Foram analisados de forma retrospectiva 2614 exames manométricos, sendo que 1529 (58,49%) eram de mulheres e 1085 (41,51%) de homens em serviço de gastroenterologia privado, nos quais se rastreou as doenças motoras primárias do esôfago. Foram encontrados 299 casos, para os quais se procurou dados clínicos e/ou endoscópicos que motivaram a realização do exame.

Em relação às manometrias, foram feitas avaliações do esfíncter esofágico inferior (EEI) quanto a pressão respiratória média e pressão expiratória máxima avaliados por quatro canais radiais, além do percentual de relaxamento do EEI. No corpo esofagiano foi avaliada a presença de peristaltismo, o percentil de onda conduzida (peristálticas) além de amplitude e duração das ondas. Também foi feita avaliação do esfíncter esofágico superior quanto à pressão média dos quatro canais radiais, além do relaxamento e sincronia com a contração faríngea.

Para o diagnóstico dos distúrbios motores primários do esôfago as seguintes definições foram seguidas: 1) acalásia - ausência de peristalse esofágica7,12; 2) esôfago em quebra-nozes - critérios de Richter e de Gothenburg -, que se caracterizam, respectivamente, pela presença de contrações peristálticas de amplitude maior ou igual a 180 mmHg medidas a partir da média das amplitudes de 3 cm e 8 cm acima do EEI16 e amplitude de contração do corpo esofagiano maior que 180 mmHg em qualquer nível do órgão16; 3) motilidade esofágica ineficaz - 30% ou mais deglutições de água com amplitudes distais inferiores a 30 mmHg8; 4) espasmo difuso - contrações simultâneas do esôfago distal em mais de 20% das deglutições de água com amplitude de contração superior a 30 mmHg, e peristaltismo normal intermitente22; 5) esfíncter esofágico inferior hipertensivo - presença de pressão do EEI superior a 45 mmHg com peristalse e relaxamento do EEI normais8.
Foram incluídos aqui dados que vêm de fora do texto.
use common::{OrderId, ProductId};
use thiserror::Error;

/// Errors that can occur when interacting with the stores.
#[derive(Debug, Error)]
pub enum StoreError {
    /// An optimistic-concurrency check failed on an order update.
    #[error(
        "concurrent modification of order {order_id}: expected version {expected}, found {actual}"
    )]
    VersionConflict {
        order_id: OrderId,
        expected: i64,
        actual: i64,
    },

    /// The order was not found.
    #[error("order not found: {0}")]
    OrderNotFound(OrderId),

    /// The order id or number already exists.
    #[error("order already exists: {0}")]
    DuplicateOrder(String),

    /// The product was not found.
    #[error("product not found: {0}")]
    ProductNotFound(ProductId),

    /// The product id already exists.
    #[error("product already exists: {0}")]
    DuplicateProduct(ProductId),

    /// A SKU is already taken by another variant.
    #[error("sku already exists: {0}")]
    DuplicateSku(String),

    /// The (product, size) variant was not found.
    #[error("variant not found: product {product_id} size {size}")]
    VariantNotFound { product_id: ProductId, size: String },

    /// A conditional stock decrement found fewer units than requested.
    /// The counter is left untouched.
    #[error(
        "insufficient stock for product {product_id} size {size}: requested {requested}, available {available}"
    )]
    InsufficientStock {
        product_id: ProductId,
        size: String,
        requested: u32,
        available: u32,
    },

    /// A database error occurred.
    #[error("database error: {0}")]
    Database(#[from] sqlx::Error),

    /// A database migration error occurred.
    #[error("migration error: {0}")]
    Migration(#[from] sqlx::migrate::MigrateError),

    /// A serialization/deserialization error occurred.
    #[error("serialization error: {0}")]
    Serialization(#[from] serde_json::Error),
}

impl StoreError {
    /// Returns true for transient I/O failures that are safe to retry.
    pub fn is_transient(&self) -> bool {
        matches!(
            self,
            StoreError::Database(sqlx::Error::Io(_) | sqlx::Error::PoolTimedOut)
        )
    }
}

/// Result type for store operations.
pub type Result<T> = std::result::Result<T, StoreError>;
A partir da análise dos exames foram selecionados os que possuiam diagnóstico das doenças motoras primárias do esôfago. Correlacionou-se os mesmos aos dados de prontuário de 119 pacientes, quanto à endoscopia digestiva alta e às manifestações clínicas usualmente associadas às doenças motoras primárias do esôfago, ou seja, pirose, dor torácica de origem presumidamente esofagiana, disfagia, odinofagia, regurgitação, globo faríngeo e sintomas extra-esofágicos, particularmente tosse e rouquidão. As avaliações endoscópicas englobaram a pesquisa de resíduo alimentar no esôfago, hérnia hiatal e esofagite erosiva.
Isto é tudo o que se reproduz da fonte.